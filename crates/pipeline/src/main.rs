//! EEG Constellation - Main Entry Point

use anyhow::Context;
use clap::{Parser, Subcommand};
use fragment_store::{ArchiveKeys, FragmentLayout, Splitter};
use pipeline::{init_logging, Pipeline, PipelineConfig};
use rand::rngs::StdRng;
use rand::SeedableRng;
use std::path::PathBuf;
use tracing::{error, info, Level};

#[derive(Parser, Debug)]
#[command(name = "eeg-constellation", version, about = "EEG band-power constellation pipeline")]
struct Cli {
    /// Debug-level logging
    #[arg(short, long, global = true)]
    verbose: bool,

    /// Log as JSON lines
    #[arg(long, global = true)]
    log_json: bool,

    #[command(subcommand)]
    command: Command,
}

#[derive(Subcommand, Debug)]
enum Command {
    /// Split a monolithic archive into numbered fragment files
    Split {
        /// `.npy` feature array, `.npz` with `input`/`label`, or a postcard archive
        #[arg(long)]
        input: PathBuf,
        #[arg(long)]
        output: PathBuf,
        #[arg(long, default_value_t = 10)]
        chunks: usize,
        /// Fragment file name stem
        #[arg(long, default_value = "train")]
        stem: String,
    },
    /// Run the pipeline and write the scene as JSON
    Render {
        /// TOML configuration file
        #[arg(long)]
        config: Option<PathBuf>,
        /// Jitter seed, overrides the configured one
        #[arg(long)]
        seed: Option<u64>,
        /// Fragment directory, overrides the configured one
        #[arg(long)]
        data_dir: Option<PathBuf>,
        /// Scene file; stdout when omitted
        #[arg(long)]
        output: Option<PathBuf>,
    },
}

fn main() -> anyhow::Result<()> {
    let cli = Cli::parse();
    let level = if cli.verbose { Level::DEBUG } else { Level::INFO };
    init_logging(level, cli.log_json);

    info!("=== EEG Constellation v{} ===", env!("CARGO_PKG_VERSION"));

    let result = match cli.command {
        Command::Split {
            input,
            output,
            chunks,
            stem,
        } => split(input, output, chunks, stem),
        Command::Render {
            config,
            seed,
            data_dir,
            output,
        } => render(config, seed, data_dir, output),
    };

    if let Err(err) = &result {
        error!("{:#}", err);
    }
    result
}

fn split(input: PathBuf, output: PathBuf, chunks: usize, stem: String) -> anyhow::Result<()> {
    let layout = FragmentLayout {
        stem,
        ..Default::default()
    };
    let summary = Splitter::new(layout, ArchiveKeys::default())
        .split_file(&input, &output, chunks)
        .with_context(|| format!("splitting {}", input.display()))?;

    info!(
        "Wrote {} chunks covering {} subjects to {} (labels: {})",
        summary.chunks,
        summary.subjects,
        output.display(),
        summary.labels_written
    );
    Ok(())
}

fn render(
    config: Option<PathBuf>,
    seed: Option<u64>,
    data_dir: Option<PathBuf>,
    output: Option<PathBuf>,
) -> anyhow::Result<()> {
    let mut settings = PipelineConfig::load(config.as_deref())?;
    if let Some(dir) = data_dir {
        settings.loader.data_dir = dir;
    }
    let seed = seed.or(settings.seed);

    let mut rng = match seed {
        Some(seed) => StdRng::seed_from_u64(seed),
        None => StdRng::from_entropy(),
    };

    let mut pipeline = Pipeline::new(settings);
    let scene = pipeline.render_configured(&mut rng)?;
    let json = serde_json::to_string_pretty(&scene).context("serializing scene")?;

    match output {
        Some(path) => {
            std::fs::write(&path, json).with_context(|| format!("writing {}", path.display()))?;
            info!("Scene with {} points written to {}", scene.point_count(), path.display());
        }
        None => println!("{json}"),
    }
    Ok(())
}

Task to carry out:
Count each line above where the word "settings" appears, and answer with nothing except that count.

Exercise solution:
4